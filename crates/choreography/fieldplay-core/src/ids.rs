//! Identifiers and injectable generators for paths, events and phases.
//!
//! Ids are opaque strings on the wire. The core never mints them from the wall
//! clock; callers hand in an [`IdGenerator`] so tests stay deterministic.

use serde::{Deserialize, Serialize};
use std::fmt;
use uuid::Uuid;

macro_rules! string_id {
    ($(#[$meta:meta])* $name:ident) => {
        $(#[$meta])*
        #[derive(Clone, Debug, Eq, PartialEq, Ord, PartialOrd, Hash, Serialize, Deserialize)]
        #[serde(transparent)]
        pub struct $name(pub String);

        impl $name {
            #[inline]
            pub fn new(id: impl Into<String>) -> Self {
                Self(id.into())
            }

            #[inline]
            pub fn as_str(&self) -> &str {
                &self.0
            }
        }

        impl From<&str> for $name {
            #[inline]
            fn from(s: &str) -> Self {
                Self(s.to_string())
            }
        }

        impl From<String> for $name {
            #[inline]
            fn from(s: String) -> Self {
                Self(s)
            }
        }

        impl fmt::Display for $name {
            fn fmt(&self, f: &mut fmt::Formatter<'_>) -> fmt::Result {
                f.write_str(&self.0)
            }
        }
    };
}

string_id!(
    /// Identifier of a [`crate::data::MovementPath`].
    PathId
);
string_id!(
    /// Identifier of the ball or a player on the field.
    EntityId
);
string_id!(
    /// Identifier of an [`crate::event::AnimationEvent`].
    EventId
);
string_id!(
    /// Identifier of an [`crate::event::AnimationPhase`].
    PhaseId
);

/// Source of fresh identifiers, injected by the host.
pub trait IdGenerator {
    fn next_path_id(&mut self) -> PathId;
    fn next_event_id(&mut self) -> EventId;
    fn next_phase_id(&mut self) -> PhaseId;
}

/// Monotonic counters per id kind (`path-0`, `path-1`, `event-0`, ...).
#[derive(Default, Debug)]
pub struct SequentialIds {
    next_path: u32,
    next_event: u32,
    next_phase: u32,
}

impl SequentialIds {
    pub fn new() -> Self {
        Self::default()
    }

    #[inline]
    pub fn reset(&mut self) {
        *self = Self::default();
    }
}

impl IdGenerator for SequentialIds {
    #[inline]
    fn next_path_id(&mut self) -> PathId {
        let id = PathId(format!("path-{}", self.next_path));
        self.next_path = self.next_path.wrapping_add(1);
        id
    }

    #[inline]
    fn next_event_id(&mut self) -> EventId {
        let id = EventId(format!("event-{}", self.next_event));
        self.next_event = self.next_event.wrapping_add(1);
        id
    }

    #[inline]
    fn next_phase_id(&mut self) -> PhaseId {
        let id = PhaseId(format!("phase-{}", self.next_phase));
        self.next_phase = self.next_phase.wrapping_add(1);
        id
    }
}

/// Random v4 UUIDs, for hosts that persist ids across sessions.
#[derive(Default, Debug, Clone, Copy)]
pub struct UuidIds;

impl IdGenerator for UuidIds {
    fn next_path_id(&mut self) -> PathId {
        PathId(Uuid::new_v4().to_string())
    }

    fn next_event_id(&mut self) -> EventId {
        EventId(Uuid::new_v4().to_string())
    }

    fn next_phase_id(&mut self) -> PhaseId {
        PhaseId(Uuid::new_v4().to_string())
    }
}
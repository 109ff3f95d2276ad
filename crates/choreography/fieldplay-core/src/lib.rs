//! Fieldplay Core (engine-agnostic)
//!
//! Movement choreography for a virtual field: keyframed paths for the ball and
//! players, time/progress sampling with easing, multi-entity events with phase
//! boundaries, and the drag-to-path recorder.
//!
//! Everything here is synchronous and pure except [`recorder::PathRecorder`],
//! whose state is owned by the drag interaction driving it. Rendering, input and
//! persistence live in the host; it passes positions and clocks in and stores
//! the values handed back.

pub mod config;
pub mod data;
pub mod derivative;
pub mod error;
pub mod event;
pub mod ids;
pub mod interp;
pub mod phase;
pub mod recorder;
pub mod sampling;
pub mod stored;
pub mod timeline;
pub mod value;

// Re-exports for consumers (hosts and schedulers)
pub use config::{Config, RecorderConfig};
pub use data::{
    create_path, create_path_from_waypoints, EntityType, Keyframe, KeyframeUpdate, MovementPath,
};
pub use derivative::{
    velocity_at_progress, velocity_at_progress_with, velocity_at_progress_with_delta,
};
pub use error::ChoreoError;
pub use event::{
    create_event, AnimationEvent, AnimationPhase, PathDurations, PhaseUpdate, PlayerPathConfig,
    PlayerPathUpdate,
};
pub use ids::{EntityId, EventId, IdGenerator, PathId, PhaseId, SequentialIds, UuidIds};
pub use interp::Easing;
pub use phase::{active_phase_index, next_phase_boundary, pending_phase_boundary, phase_window};
pub use recorder::{
    DragSessions, HistoryEntry, PathRecorder, PathStore, RecorderHost, RecorderState,
};
pub use sampling::{
    path_length, position_at_progress, position_at_progress_with_easing, position_at_time,
    position_at_time_with_offset, sample_positions,
};
pub use stored::{parse_stored_choreography_json, StoredChoreography};
pub use timeline::{
    resolve_player_position, sample_event, PathLibrary, PathSource, PlayerPose, PoseState,
};
pub use value::Vec3;

/// Result alias for fallible model operations.
pub type Result<T> = core::result::Result<T, ChoreoError>;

※

Whenever a line of the data above includes the word "IdGenerator", copy that line.

//! clock; callers hand in an [`IdGenerator`] so tests stay deterministic.
pub trait IdGenerator {
impl IdGenerator for SequentialIds {
impl IdGenerator for UuidIds {
pub use ids::{EntityId, EventId, IdGenerator, PathId, PhaseId, SequentialIds, UuidIds};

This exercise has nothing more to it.